Two immunogen candidates have potential utility for neutralizing antibody selection and vaccine design against ZIKV
Zika virus (ZIKV), as a re-emerging viral pathogen, belongs to the Flaviviridae family including dengue virus (DENV), West Nile virus (WNV), Japanese encephalitis virus (JEV), yellow fever virus (YFV), and tick borne encephalitic virus (TBEV). It can be transmitted by Aedes mosquitoe and cause severe neurological diseases including Guillain-Barre Syndrome (GBS) in the adult, and congenital Zika syndrome (CZS) in the infant that includes microcephaly, brain abnormalities, and other severe birth defects.
Due to the huge threat of ZIKV to the public health, it has raised worldwide attention and lots of work on the development of drugs and vaccines against ZIKV is in progress. However, there is no approved anti-ZIKV reagents for clinical use, which needs continuous efforts.

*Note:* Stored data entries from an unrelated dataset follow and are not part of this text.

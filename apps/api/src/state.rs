use std::sync::Arc;

use crate::config::Config;
use crate::interview::registry::SessionRegistry;
use crate::llm_client::LlmClient;

/// Shared application state injected into all route handlers via Axum extractors.
#[derive(Clone)]
pub struct AppState {
    pub llm: Arc<LlmClient>,
    /// Process-wide session map; sessions live until the process exits.
    pub registry: Arc<SessionRegistry>,
    #[allow(dead_code)]
    pub config: Config,
}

In a recent study by the research teams led by Prof. GONG Rui and Prof. ZHANG Bo in Wuhan Institute of Virology of the Chinese Academy of Sciences, a panel of positive antibodies were used to comprehensively characterize the recombinant protein ZEA264C and ZE-Fc.

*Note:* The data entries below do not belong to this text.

use anyhow::{Context, Result};

/// Application configuration loaded from environment variables.
/// Every variable has a sensible local-development default, so a bare
/// `cargo run` talks to an Ollama instance on localhost.
#[derive(Debug, Clone)]
pub struct Config {
    /// Base URL of the Ollama backend, e.g. `http://localhost:11434`.
    pub ollama_host: String,
    /// Model used for every generation call in the engine.
    pub model: String,
    /// Per-request timeout for generation calls, in seconds.
    pub request_timeout_secs: u64,
    /// Attempts allowed for the startup model-availability check.
    pub availability_retries: u32,
    /// Fixed delay between availability attempts, in seconds.
    pub availability_delay_secs: u64,
    pub port: u16,
    pub rust_log: String,
}

impl Config {
    pub fn from_env() -> Result<Self> {
        dotenvy::dotenv().ok(); // load .env if present; ignore if missing

        Ok(Config {
            ollama_host: env_or("OLLAMA_HOST", "http://localhost:11434"),
            model: env_or("INTERVIEW_MODEL", "mistral-small-24b"),
            request_timeout_secs: env_or("LLM_TIMEOUT_SECS", "60")
                .parse::<u64>()
                .context("LLM_TIMEOUT_SECS must be a number of seconds")?,
            availability_retries: env_or("MODEL_CHECK_RETRIES", "5")
                .parse::<u32>()
                .context("MODEL_CHECK_RETRIES must be a number")?,
            availability_delay_secs: env_or("MODEL_CHECK_DELAY_SECS", "5")
                .parse::<u64>()
                .context("MODEL_CHECK_DELAY_SECS must be a number of seconds")?,
            port: env_or("PORT", "8080")
                .parse::<u16>()
                .context("PORT must be a valid port number")?,
            rust_log: env_or("RUST_LOG", "info"),
        })
    }
}

fn env_or(key: &str, default: &str) -> String {
    std::env::var(key).unwrap_or_else(|_| default.to_string())
}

According to their results, the dimeric E could be efficiently formed under covalent or noncovalent condition and both of them could be recognized well by most of tested mAbs targeting tertiary or quaternary structure epitopes, which showed that major neutralizing epitopes including tertiary/quaternary structure epitopes are maintained in both ZEA264C and ZE-Fc. The binding activities of each tested antibody to them are comparable in general.
To further illustrate the advantages of dimeric E (ZEA264C and ZE-Fc) in vivo, immunization assay was performed in mice and sera were obtained from different groups to assess the production of antigen-specific antibody and neutralizing potency of these antisera.
Firstly, the scientists found ZEA264C and ZE-Fc could cause higher humoral immunity responses than monZE in vivo. Secondly, the antisera from ZEA264C and ZE-Fc-immunized mice show higher neutralizing activities than that of monZE in vitro. Although they do not isolate neutralizing monoclonal antibodies from immunized mice, they could rationally speculate that stronger neutralizing potency probably derive from elicitation of tertiary/quaternary-specific antibodies, more EDIII-specific antibodies and less FLE-specific antibodies after immunization by ZEA264C and ZE-Fc compared to monZE.
Combination with all the results, it reasonably shows evidence that dimeric E might be better candidate as immunogen than monomeric E. In addition, fusion with Fc fragment could bring extra benefits. It is able to enlarge molecular size and prolong the half-life of wtZE, and bring other benefits in vivo after immunization, which could effectively enhance the immunogenicity and increase the reactivity of immune system.
In conclusion, both of candidate immunogens ZEA264C and ZE-Fc could be useful for development of therapeutic mAbs and design of vaccines against ZIKV infection. And both strategies for dimerization could be expanded to study on antiviral reagents against other flaviviruses.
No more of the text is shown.